Please print exactly the line containing "pub fn list(&self)" and every line after it to the end of the records below, and nothing more.

___ MATERIALS PROVIDED ___

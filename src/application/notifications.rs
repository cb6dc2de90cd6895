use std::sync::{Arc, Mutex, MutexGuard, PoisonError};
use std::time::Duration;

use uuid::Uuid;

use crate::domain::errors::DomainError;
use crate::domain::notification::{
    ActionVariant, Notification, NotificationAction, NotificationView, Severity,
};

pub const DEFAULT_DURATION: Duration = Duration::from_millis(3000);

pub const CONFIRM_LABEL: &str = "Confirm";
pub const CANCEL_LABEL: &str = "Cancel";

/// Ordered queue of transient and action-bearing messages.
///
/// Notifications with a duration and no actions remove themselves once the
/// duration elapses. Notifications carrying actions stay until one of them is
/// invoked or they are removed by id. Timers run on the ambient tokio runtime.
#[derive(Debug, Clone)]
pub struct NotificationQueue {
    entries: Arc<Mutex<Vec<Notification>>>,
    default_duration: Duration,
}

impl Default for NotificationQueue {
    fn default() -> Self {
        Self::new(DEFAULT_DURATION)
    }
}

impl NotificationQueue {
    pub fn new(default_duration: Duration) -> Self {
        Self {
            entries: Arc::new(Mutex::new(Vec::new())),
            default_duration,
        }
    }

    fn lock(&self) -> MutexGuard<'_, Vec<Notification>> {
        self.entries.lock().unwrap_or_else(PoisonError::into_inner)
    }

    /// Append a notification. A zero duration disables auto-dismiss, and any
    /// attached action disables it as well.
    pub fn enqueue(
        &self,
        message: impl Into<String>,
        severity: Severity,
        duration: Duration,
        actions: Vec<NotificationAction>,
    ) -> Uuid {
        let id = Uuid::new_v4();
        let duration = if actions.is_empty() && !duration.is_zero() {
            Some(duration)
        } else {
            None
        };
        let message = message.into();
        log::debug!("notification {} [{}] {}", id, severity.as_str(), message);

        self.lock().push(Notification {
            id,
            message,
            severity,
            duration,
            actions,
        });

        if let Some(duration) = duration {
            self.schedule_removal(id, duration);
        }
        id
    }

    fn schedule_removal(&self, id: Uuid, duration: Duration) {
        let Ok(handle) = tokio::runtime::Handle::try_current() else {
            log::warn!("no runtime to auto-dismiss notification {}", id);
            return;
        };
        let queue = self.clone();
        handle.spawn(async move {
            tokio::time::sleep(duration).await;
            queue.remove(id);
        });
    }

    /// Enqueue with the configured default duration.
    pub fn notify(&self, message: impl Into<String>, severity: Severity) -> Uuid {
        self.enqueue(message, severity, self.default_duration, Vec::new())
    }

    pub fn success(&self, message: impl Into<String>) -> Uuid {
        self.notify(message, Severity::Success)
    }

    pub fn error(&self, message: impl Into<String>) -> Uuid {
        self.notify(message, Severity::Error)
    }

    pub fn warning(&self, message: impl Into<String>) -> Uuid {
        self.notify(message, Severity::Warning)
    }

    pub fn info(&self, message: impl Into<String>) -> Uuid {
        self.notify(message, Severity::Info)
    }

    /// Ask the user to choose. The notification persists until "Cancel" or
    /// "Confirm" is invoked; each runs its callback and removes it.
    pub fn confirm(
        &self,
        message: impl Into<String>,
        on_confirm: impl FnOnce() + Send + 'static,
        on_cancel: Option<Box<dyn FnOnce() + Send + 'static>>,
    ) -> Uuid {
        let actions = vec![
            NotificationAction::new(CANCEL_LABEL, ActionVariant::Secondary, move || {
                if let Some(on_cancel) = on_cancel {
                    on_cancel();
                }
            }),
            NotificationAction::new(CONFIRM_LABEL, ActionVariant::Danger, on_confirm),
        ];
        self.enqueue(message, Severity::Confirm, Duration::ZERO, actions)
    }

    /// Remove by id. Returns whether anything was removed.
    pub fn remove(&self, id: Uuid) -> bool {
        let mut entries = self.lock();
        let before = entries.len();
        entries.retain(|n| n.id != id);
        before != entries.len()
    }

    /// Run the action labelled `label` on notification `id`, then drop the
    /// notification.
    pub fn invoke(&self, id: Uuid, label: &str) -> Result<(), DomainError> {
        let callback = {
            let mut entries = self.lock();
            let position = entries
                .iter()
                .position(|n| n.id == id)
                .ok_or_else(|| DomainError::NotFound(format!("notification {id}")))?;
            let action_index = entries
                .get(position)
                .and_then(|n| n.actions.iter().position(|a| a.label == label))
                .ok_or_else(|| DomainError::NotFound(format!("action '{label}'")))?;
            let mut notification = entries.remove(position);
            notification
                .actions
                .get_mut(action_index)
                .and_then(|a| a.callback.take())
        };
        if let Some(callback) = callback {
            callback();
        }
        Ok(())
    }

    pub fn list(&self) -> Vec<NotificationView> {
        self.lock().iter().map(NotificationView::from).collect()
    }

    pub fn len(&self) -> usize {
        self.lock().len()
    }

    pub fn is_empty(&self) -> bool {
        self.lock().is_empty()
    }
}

___

* RESPONSE
    pub fn list(&self) -> Vec<NotificationView> {
        self.lock().iter().map(NotificationView::from).collect()
    }

    pub fn len(&self) -> usize {
        self.lock().len()
    }

    pub fn is_empty(&self) -> bool {
        self.lock().is_empty()
    }
}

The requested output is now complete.